Overall, the paper provides a useful overview of the importance of flue gas
conditioning in improving the efficiency of flue gas treatment systems, as well as
the various methods and considerations associated with implementing these
systems. It is a valuable resource for researchers, engineers, and professionals
working in the field of emissions control and air pollution mitigation.
30. [3]David F. Dyer and Glennon Maples, Boiler Efficiency Improvement(1991)
The paper by David F. Dyer and Glennon Maples titled "Boiler Efficiency Improvement" (1991)
discusses the various methods and techniques for improving the efficiency of industrial boilers. The
authors highlight the importance of maximizing boiler efficiency in order to reduce fuel consumption
and operating costs, as well as to minimize environmental impacts.
The paper provides a detailed analysis of the various factors that can impact boiler efficiency, including
combustion air supply, excess air, fuel properties, boiler design, and operating conditions. The authors
also discuss the different approaches to boiler efficiency improvement, including retrofits, upgrades,
and replacement of equipment.
The paper highlights the importance of regular maintenance and tuning of boilers to ensure optimal
performance and efficiency.
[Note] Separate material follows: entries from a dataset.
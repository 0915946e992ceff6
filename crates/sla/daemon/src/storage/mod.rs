//! Storage backends
//!
//! PostgreSQL adapters for the engine's collaborator traits. The in-memory
//! backends live in `sla_engine::memory`.

mod helpdesk;
mod tracking;

pub use helpdesk::PostgresHelpdesk;
pub use tracking::PostgresTrackingStore;

use sla_types::SlaError;
use sqlx::{postgres::PgPoolOptions, PgPool};
use std::time::Duration;

/// Open a connection pool
pub async fn connect_pool(
    url: &str,
    max_connections: u32,
    connect_timeout_secs: u64,
) -> Result<PgPool, SlaError> {
    PgPoolOptions::new()
        .max_connections(max_connections)
        .acquire_timeout(Duration::from_secs(connect_timeout_secs))
        .connect(url)
        .await
        .map_err(|e| SlaError::Storage(format!("connection failed: {}", e)))
}

fn query_error(e: sqlx::Error) -> SlaError {
    SlaError::Storage(e.to_string())
}
//! Collaborator interfaces
//!
//! The engine owns no storage or delivery of its own. Tickets, tracking
//! records, assignees and mail are reached through these traits so the
//! daemon can plug in PostgreSQL and a real mail relay while tests use the
//! in-memory implementations in [`crate::memory`].

use async_trait::async_trait;
use chrono::{DateTime, Utc};
use serde::{Deserialize, Serialize};
use sla_types::{SlaError, SlaResult, SlaTrackingRecord, Ticket, TicketId, TicketStatus};

/// Read access to tickets, plus the single status write the closer needs
#[async_trait]
pub trait TicketStore: Send + Sync {
    /// List tickets whose status is one of `statuses`
    async fn list_by_status(&self, statuses: &[TicketStatus]) -> SlaResult<Vec<Ticket>>;

    /// Get a ticket by ID
    async fn get_ticket(&self, id: &TicketId) -> SlaResult<Option<Ticket>>;

    /// Change a ticket's status
    async fn set_status(&self, id: &TicketId, status: TicketStatus) -> SlaResult<()>;
}

/// Persistence for per-ticket tracking records
#[async_trait]
pub trait TrackingStore: Send + Sync {
    /// Find the record for a ticket
    async fn find_record(&self, ticket_id: &TicketId) -> SlaResult<Option<SlaTrackingRecord>>;

    /// Atomically create an empty record for a ticket.
    ///
    /// Fails with [`SlaError::RecordConflict`] when one already exists.
    async fn create_record(
        &self,
        ticket_id: &TicketId,
        now: DateTime<Utc>,
    ) -> SlaResult<SlaTrackingRecord>;

    /// Persist a record. Must be atomic per record and must never clear a
    /// flag or overwrite a timestamp that is already stored.
    async fn save_record(&self, record: &SlaTrackingRecord) -> SlaResult<()>;
}

/// Lookup of who is working a ticket and how to reach them
#[async_trait]
pub trait AssigneeDirectory: Send + Sync {
    /// The first open assignee of a ticket, if any
    async fn find_open_assignee(&self, ticket_id: &TicketId) -> SlaResult<Option<String>>;

    /// Email address of a user, if known
    async fn get_email(&self, user_id: &str) -> SlaResult<Option<String>>;
}

/// Outbound mail delivery. Fire-and-forget: no receipt is consumed.
#[async_trait]
pub trait MailTransport: Send + Sync {
    async fn send(&self, mail: &OutboundMail) -> SlaResult<()>;
}

/// A message handed to the mail transport
#[derive(Clone, Debug, PartialEq, Eq, Serialize, Deserialize)]
pub struct OutboundMail {
    pub recipients: Vec<String>,
    pub subject: String,
    pub body: String,
}

impl OutboundMail {
    /// A message to a single recipient
    pub fn to(
        recipient: impl Into<String>,
        subject: impl Into<String>,
        body: impl Into<String>,
    ) -> Self {
        Self {
            recipients: vec![recipient.into()],
            subject: subject.into(),
            body: body.into(),
        }
    }
}

/// Fetch a ticket's tracking record, creating it if absent.
///
/// Creation relies on the store's insert-if-absent primitive; losing a
/// creation race resolves to the record the winner created.
pub async fn find_or_create_record(
    store: &dyn TrackingStore,
    ticket_id: &TicketId,
    now: DateTime<Utc>,
) -> SlaResult<SlaTrackingRecord> {
    if let Some(record) = store.find_record(ticket_id).await? {
        return Ok(record);
    }

    match store.create_record(ticket_id, now).await {
        Ok(record) => {
            tracing::debug!(ticket_id = %ticket_id, "Created SLA tracking record");
            Ok(record)
        }
        Err(e) if e.is_conflict() => store.find_record(ticket_id).await?.ok_or_else(|| {
            SlaError::Storage(format!(
                "tracking record for {} conflicted on create but could not be read",
                ticket_id
            ))
        }),
        Err(e) => Err(e),
    }
}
The authors provide guidelines for performing boiler performance testing
and analysis, and discuss the use of instrumentation and control systems for improving boiler
efficiency.
Overall, the paper provides a comprehensive overview of the methods and considerations for
improving the efficiency of industrial boilers. It is a useful resource for engineers, facility managers, and
professionals working in the field of energy efficiency and sustainability.